• [Task to carry out]
From the data underneath, reproduce exactly the stretch that begins at the line with "ssz::decode_items(bytes, N).map(|data| Self" and ends after the line with "let root = tree_hash::vec_tree_hash_root::<T, N>(&self.data);".
BEGIN Study material
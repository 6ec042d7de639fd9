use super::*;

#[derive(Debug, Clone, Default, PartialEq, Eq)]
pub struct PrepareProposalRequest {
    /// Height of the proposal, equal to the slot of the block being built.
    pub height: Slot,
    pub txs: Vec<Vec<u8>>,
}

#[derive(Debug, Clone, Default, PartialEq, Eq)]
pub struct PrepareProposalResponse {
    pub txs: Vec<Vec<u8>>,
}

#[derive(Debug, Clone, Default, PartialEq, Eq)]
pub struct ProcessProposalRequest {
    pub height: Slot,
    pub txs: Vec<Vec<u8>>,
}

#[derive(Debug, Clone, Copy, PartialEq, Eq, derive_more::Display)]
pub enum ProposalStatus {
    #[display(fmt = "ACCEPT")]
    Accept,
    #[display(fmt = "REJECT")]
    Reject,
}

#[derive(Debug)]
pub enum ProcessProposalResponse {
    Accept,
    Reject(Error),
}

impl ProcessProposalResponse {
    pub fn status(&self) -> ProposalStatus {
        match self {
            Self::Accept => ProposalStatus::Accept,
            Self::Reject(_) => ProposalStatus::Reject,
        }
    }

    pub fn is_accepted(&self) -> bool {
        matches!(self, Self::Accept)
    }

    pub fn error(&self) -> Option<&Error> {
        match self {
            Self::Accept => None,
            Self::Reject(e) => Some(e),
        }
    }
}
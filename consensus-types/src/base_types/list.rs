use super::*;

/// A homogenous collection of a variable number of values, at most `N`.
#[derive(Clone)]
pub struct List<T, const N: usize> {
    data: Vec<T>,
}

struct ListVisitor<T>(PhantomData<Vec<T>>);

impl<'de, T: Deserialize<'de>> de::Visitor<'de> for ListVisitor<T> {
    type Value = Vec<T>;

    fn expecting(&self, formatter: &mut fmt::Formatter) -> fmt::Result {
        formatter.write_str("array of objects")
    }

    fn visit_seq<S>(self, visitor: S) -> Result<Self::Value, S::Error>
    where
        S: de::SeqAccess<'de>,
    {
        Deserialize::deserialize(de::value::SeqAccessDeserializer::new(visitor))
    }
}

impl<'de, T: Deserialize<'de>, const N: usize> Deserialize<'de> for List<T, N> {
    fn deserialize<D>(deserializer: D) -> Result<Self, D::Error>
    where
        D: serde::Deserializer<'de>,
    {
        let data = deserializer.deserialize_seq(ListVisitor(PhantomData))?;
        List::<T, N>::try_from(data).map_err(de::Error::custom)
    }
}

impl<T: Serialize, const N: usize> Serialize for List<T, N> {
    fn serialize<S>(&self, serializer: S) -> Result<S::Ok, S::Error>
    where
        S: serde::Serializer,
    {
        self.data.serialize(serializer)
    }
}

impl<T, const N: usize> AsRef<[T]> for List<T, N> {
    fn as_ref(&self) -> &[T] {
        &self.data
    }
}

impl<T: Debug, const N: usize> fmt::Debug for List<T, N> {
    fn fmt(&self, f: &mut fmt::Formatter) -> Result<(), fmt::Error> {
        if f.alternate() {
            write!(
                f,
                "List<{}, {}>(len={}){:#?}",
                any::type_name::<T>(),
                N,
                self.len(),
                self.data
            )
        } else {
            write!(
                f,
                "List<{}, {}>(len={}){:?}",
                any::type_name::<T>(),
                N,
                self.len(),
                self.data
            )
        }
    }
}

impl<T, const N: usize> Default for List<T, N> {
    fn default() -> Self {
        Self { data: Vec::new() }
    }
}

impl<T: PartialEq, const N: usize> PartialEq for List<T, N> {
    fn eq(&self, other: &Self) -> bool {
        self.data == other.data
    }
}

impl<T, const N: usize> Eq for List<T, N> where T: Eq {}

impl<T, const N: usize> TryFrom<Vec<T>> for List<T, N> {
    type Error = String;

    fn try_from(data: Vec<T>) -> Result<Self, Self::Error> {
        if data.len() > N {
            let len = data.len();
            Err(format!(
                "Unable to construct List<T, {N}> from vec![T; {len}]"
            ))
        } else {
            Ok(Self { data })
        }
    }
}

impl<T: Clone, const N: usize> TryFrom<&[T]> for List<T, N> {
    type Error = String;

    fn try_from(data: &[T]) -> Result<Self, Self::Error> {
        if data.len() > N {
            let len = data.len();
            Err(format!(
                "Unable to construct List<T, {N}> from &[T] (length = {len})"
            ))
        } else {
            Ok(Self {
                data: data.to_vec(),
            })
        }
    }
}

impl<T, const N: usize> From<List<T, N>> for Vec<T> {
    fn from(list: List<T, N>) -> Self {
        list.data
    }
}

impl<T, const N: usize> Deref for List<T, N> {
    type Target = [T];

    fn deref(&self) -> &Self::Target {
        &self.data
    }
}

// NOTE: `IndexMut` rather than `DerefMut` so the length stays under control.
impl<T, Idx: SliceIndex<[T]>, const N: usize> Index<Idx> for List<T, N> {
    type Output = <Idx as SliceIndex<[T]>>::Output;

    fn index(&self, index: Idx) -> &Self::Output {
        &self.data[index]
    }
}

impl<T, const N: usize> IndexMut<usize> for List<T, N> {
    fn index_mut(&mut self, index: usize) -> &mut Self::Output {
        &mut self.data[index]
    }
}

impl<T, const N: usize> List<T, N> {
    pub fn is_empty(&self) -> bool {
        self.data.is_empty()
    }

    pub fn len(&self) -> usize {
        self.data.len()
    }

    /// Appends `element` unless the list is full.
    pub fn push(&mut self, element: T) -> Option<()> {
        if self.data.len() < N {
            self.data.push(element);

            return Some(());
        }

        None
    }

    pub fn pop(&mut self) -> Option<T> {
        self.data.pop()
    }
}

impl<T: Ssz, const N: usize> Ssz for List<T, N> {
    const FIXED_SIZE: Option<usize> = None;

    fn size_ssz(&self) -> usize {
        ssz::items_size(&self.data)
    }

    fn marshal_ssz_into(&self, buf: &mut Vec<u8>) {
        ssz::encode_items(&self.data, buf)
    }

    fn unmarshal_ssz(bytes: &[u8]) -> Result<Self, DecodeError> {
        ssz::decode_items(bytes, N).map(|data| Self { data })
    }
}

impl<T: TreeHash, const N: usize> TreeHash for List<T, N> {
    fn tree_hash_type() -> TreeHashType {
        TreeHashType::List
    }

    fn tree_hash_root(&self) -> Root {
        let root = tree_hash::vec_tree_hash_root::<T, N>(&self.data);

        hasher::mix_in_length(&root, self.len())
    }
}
END Study material
• [Exercise result]
        ssz::decode_items(bytes, N).map(|data| Self { data })
    }
}

impl<T: TreeHash, const N: usize> TreeHash for List<T, N> {
    fn tree_hash_type() -> TreeHashType {
        TreeHashType::List
    }

    fn tree_hash_root(&self) -> Root {
        let root = tree_hash::vec_tree_hash_root::<T, N>(&self.data);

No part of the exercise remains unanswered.